Ergebnis von SIEBEN Versuchen EINEN Zugang zu legen (1 Tag später)

Ergebnis von SIEBEN Versuchen EINEN Zugang zu legen (1 Tag später)

Neues Krankenbett

Neues Krankenbett

Nach Niks Entlassung beantragen wir die Iranvisa für den geplanten Rückweg, allerdings kriegen wir nur maximal 5 Tage-Transitvisa. Die Pässe werden netterweise von Anja abgeholt, die in Delhi lebt; so müssen wir nicht hier warten. Außerdem sehen wir uns noch das rote Fort an. Hier kaufe ich ein schönes Schachspiel, das fehlte uns seit Abfahrt.

Das Rote Fort im Stadtbild

Das Rote Fort im Stadtbild

Die Metro in Delhi ist auch ein Erlebnis. Es beginnt mit Sicherheitskontrollen und Durchleuchten, grundsäzlich läuft man immer schon beim Eintreten in die Station direkt vors Rohr eines Gewehrs, überall langweilen sich Soldaten in Sandsackstellungen. Dann kann man zwischen zehn und dreizehn Uhr prima fahren (auch günstiger und schneller als mit Rikschas), aber bloß nicht außerhalb dieses Zeitfensters. Dass Inder kein Bedürfnis nach Distanz oder einer noch so kleinen Privatshäre kriegen, habe ich inzwischen verstanden. Aber was in der Metro los ist muss man im Grunde selbst erlebt haben. Wenn die Türen aufgehen und im Prinzip eine rieseige Masse Mensch herausplatzen müsste, steht am Bahnsteig schon eine Wand aus dicht gepressten Leibern, die ihrerseits sofort mit MACHT hineindrängen. Das einzige was hilft und von allen angewendet wird ist Kraft und gröbste Rücksichtslosigkeit. Irgendwann verliert man auch die Hemmung sich entgegengestzt in einen Strom drängelnder Menschen zu werfen.

Halbvolle Metro

Halbvolle Metro

In gewisser Hinsicht haben die Betreiber der Metro darauf reagiert und Abschnitte von Bahnsteigen und Zügen für Frauen reserviert, was auch durchgesetzt wird. In der Tat ist das vernünftig, mit zwei bis neun Kindern an der Hand und auf dem Arm hört der Spaß auf.
In der Bahn steht man so gedrängt, dass Festhalten unnötig ist, man steht so formschlüssig gepresst, dass Hinfallen einfach nicht drin ist. Nick hält sich einmal an einer Stange fest, als plötzlich ganz selbstverständlich ein Inder nach seinem nackten Unterarm greift und sich mehrere Minuten festhält.

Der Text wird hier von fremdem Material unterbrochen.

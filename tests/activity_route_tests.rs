// SPDX-License-Identifier: MIT
// Copyright 2026 Roland Dreier <roland@rolandd.dev>

//! Activity endpoint tests.

use axum::http::StatusCode;
use serde_json::{json, Value};
use tower::ServiceExt;

mod common;

use common::{activity_body, body_json, json_request};

async fn app_with_user() -> axum::Router {
    let (app, state) = common::create_test_app();
    state
        .db
        .create_user(activity_tracker::models::UserCreate {
            name: "Test".to_string(),
            email: "test email".to_string(),
        })
        .await
        .unwrap();
    app
}

#[tokio::test]
async fn test_create_and_read_activity() {
    let app = app_with_user().await;

    let response = app
        .clone()
        .oneshot(json_request(
            "POST",
            "/activities",
            Some(activity_body(1, "2025/02/10", 5.59, "00:38:57")),
        ))
        .await
        .unwrap();
    assert_eq!(response.status(), StatusCode::OK);
    let created = body_json(response).await;
    assert_eq!(created["id"], 1);
    assert_eq!(created["category"], "run");

    let response = app
        .oneshot(json_request("GET", "/activities/1", None))
        .await
        .unwrap();
    assert_eq!(response.status(), StatusCode::OK);
    assert_eq!(body_json(response).await, created);
}

#[tokio::test]
async fn test_create_reports_every_invalid_field() {
    let app = app_with_user().await;
    let mut body = activity_body(1, "25 March 25", 5.0, "30mins 5secs");
    body["time_of_day"] = json!("7.30pm");
    body["category"] = json!("running");
    body["perceived_effort"] = json!(100);

    let response = app
        .oneshot(json_request("POST", "/activities", Some(body)))
        .await
        .unwrap();

    assert_eq!(response.status(), StatusCode::UNPROCESSABLE_ENTITY);
    let data = body_json(response).await;
    assert_eq!(data["error"], "validation_error");
    let fields: Vec<&str> = data["fields"]
        .as_array()
        .unwrap()
        .iter()
        .map(|f| f["field"].as_str().unwrap())
        .collect();
    assert_eq!(
        fields,
        vec!["date", "time_of_day", "category", "duration", "perceived_effort"]
    );
    assert_eq!(data["fields"][2]["kind"], "enum_error");
}

#[tokio::test]
async fn test_create_for_unknown_user() {
    let app = app_with_user().await;

    let response = app
        .oneshot(json_request(
            "POST",
            "/activities",
            Some(activity_body(42, "2025/02/10", 5.0, "00:30:00")),
        ))
        .await
        .unwrap();

    assert_eq!(response.status(), StatusCode::NOT_FOUND);
}

#[tokio::test]
async fn test_read_missing_activity() {
    let app = app_with_user().await;

    let response = app
        .oneshot(json_request("GET", "/activities/5", None))
        .await
        .unwrap();

    assert_eq!(response.status(), StatusCode::NOT_FOUND);
    assert_eq!(body_json(response).await["details"], "Activity not found");
}

#[tokio::test]
async fn test_partial_update() {
    let app = app_with_user().await;
    app.clone()
        .oneshot(json_request(
            "POST",
            "/activities",
            Some(activity_body(1, "2025/02/10", 5.0, "00:30:00")),
        ))
        .await
        .unwrap();

    let response = app
        .clone()
        .oneshot(json_request(
            "PATCH",
            "/activities/1",
            Some(json!({"subtype": "road", "distance_km": 6.5})),
        ))
        .await
        .unwrap();
    assert_eq!(response.status(), StatusCode::OK);
    let updated = body_json(response).await;
    assert_eq!(updated["subtype"], "road");
    assert_eq!(updated["distance_km"], 6.5);
    assert_eq!(updated["date"], "2025/02/10");
    assert_eq!(updated["elevation_m"], 120);

    let response = app
        .oneshot(json_request(
            "PATCH",
            "/activities/1",
            Some(json!({"date": 2025, "duration": 15})),
        ))
        .await
        .unwrap();
    assert_eq!(response.status(), StatusCode::UNPROCESSABLE_ENTITY);
}

#[tokio::test]
async fn test_update_missing_activity() {
    let app = app_with_user().await;

    let response = app
        .oneshot(json_request(
            "PATCH",
            "/activities/3",
            Some(json!({"subtype": "road"})),
        ))
        .await
        .unwrap();

    assert_eq!(response.status(), StatusCode::NOT_FOUND);
}

#[tokio::test]
async fn test_list_and_delete_activities() {
    let app = app_with_user().await;
    for date in ["2025/02/10", "2025/02/11"] {
        app.clone()
            .oneshot(json_request(
                "POST",
                "/activities",
                Some(activity_body(1, date, 5.0, "00:30:00")),
            ))
            .await
            .unwrap();
    }

    let response = app
        .clone()
        .oneshot(json_request("DELETE", "/activities/1", None))
        .await
        .unwrap();
    assert_eq!(response.status(), StatusCode::OK);
    assert_eq!(
        body_json(response).await,
        json!({"message": "Activity id 1 deleted"})
    );

    let response = app
        .oneshot(json_request("GET", "/activities", None))
        .await
        .unwrap();
    let data = body_json(response).await;
    let ids: Vec<&Value> = data.as_array().unwrap().iter().map(|a| &a["id"]).collect();
    assert_eq!(ids, vec![&json!(2)]);
}

#[tokio::test]
async fn test_non_object_body_is_rejected() {
    let app = app_with_user().await;

    let response = app
        .oneshot(json_request("POST", "/activities", Some(json!([1, 2, 3]))))
        .await
        .unwrap();

    assert!(response.status().is_client_error());
}

#[tokio::test]
async fn test_patch_null_elevation_clears_it() {
    let app = app_with_user().await;
    app.clone()
        .oneshot(json_request(
            "POST",
            "/activities",
            Some(activity_body(1, "2025/02/10", 5.0, "00:30:00")),
        ))
        .await
        .unwrap();

    let response = app
        .clone()
        .oneshot(json_request(
            "PATCH",
            "/activities/1",
            Some(json!({"elevation_m": null})),
        ))
        .await
        .unwrap();
    assert_eq!(response.status(), StatusCode::OK);
    assert_eq!(body_json(response).await["elevation_m"], Value::Null);

    let response = app
        .oneshot(json_request("GET", "/activities/1", None))
        .await
        .unwrap();
    let stored = body_json(response).await;
    assert_eq!(stored["elevation_m"], Value::Null);
    assert_eq!(stored["subtype"], "trail");
}

#[tokio::test]
async fn test_create_rejects_duration_too_long_to_count() {
    let app = app_with_user().await;

    let response = app
        .oneshot(json_request(
            "POST",
            "/activities",
            Some(activity_body(1, "2025/02/10", 5.0, "9999999999999999:00:00")),
        ))
        .await
        .unwrap();

    assert_eq!(response.status(), StatusCode::UNPROCESSABLE_ENTITY);
    let data = body_json(response).await;
    assert_eq!(data["fields"][0]["field"], "duration");
    assert_eq!(data["fields"][0]["kind"], "range_error");
}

Am letzen Abend sehen Nick und ich uns das Qutub Minar an. Neben diesem, ursprünglich als Siegessäule gebauten, höchsten Ziegelminarett der Welt steht der Anfang eines noch größeren Bruders.

Wir entschließen uns zu einer Planänderung und fahren nicht mit dem Zug sondern selbst nach Agra, es ist der 19. Januar, Nicks Geburtstag. Schön, dass es ihm wieder besser geht! Vom Busparkplatz aus sind wir am nächsten Morgen schnell am meistbesuchten Bauwerk der Erde.
Das Taj Mahal ist ohne Zweifel beeindruckend.
In der Tat ist es unfassbar, wie Shah Jahan sein Land ruinierte, um für seine Lieblingsfrau (von insgesammt 73) ein Grabmal zu bauen. Und irgendwie verstehe ich seinen Sohn, der daraufhin den Vater absetzte und ins gegenüber liegende Fort wegsperrte...

Östliches Eingangstor

Östliches Eingangstor

Spannend ist hier auch die Liste der Eintrittspreise. Inder und ein par Auserwählte müssen 10 Rupis, alle anderen 750 Rupis bezahlen (etwa EUR12,50). ALLE müssen sämtlichen Besitz bis zum Kaugummi abgeben.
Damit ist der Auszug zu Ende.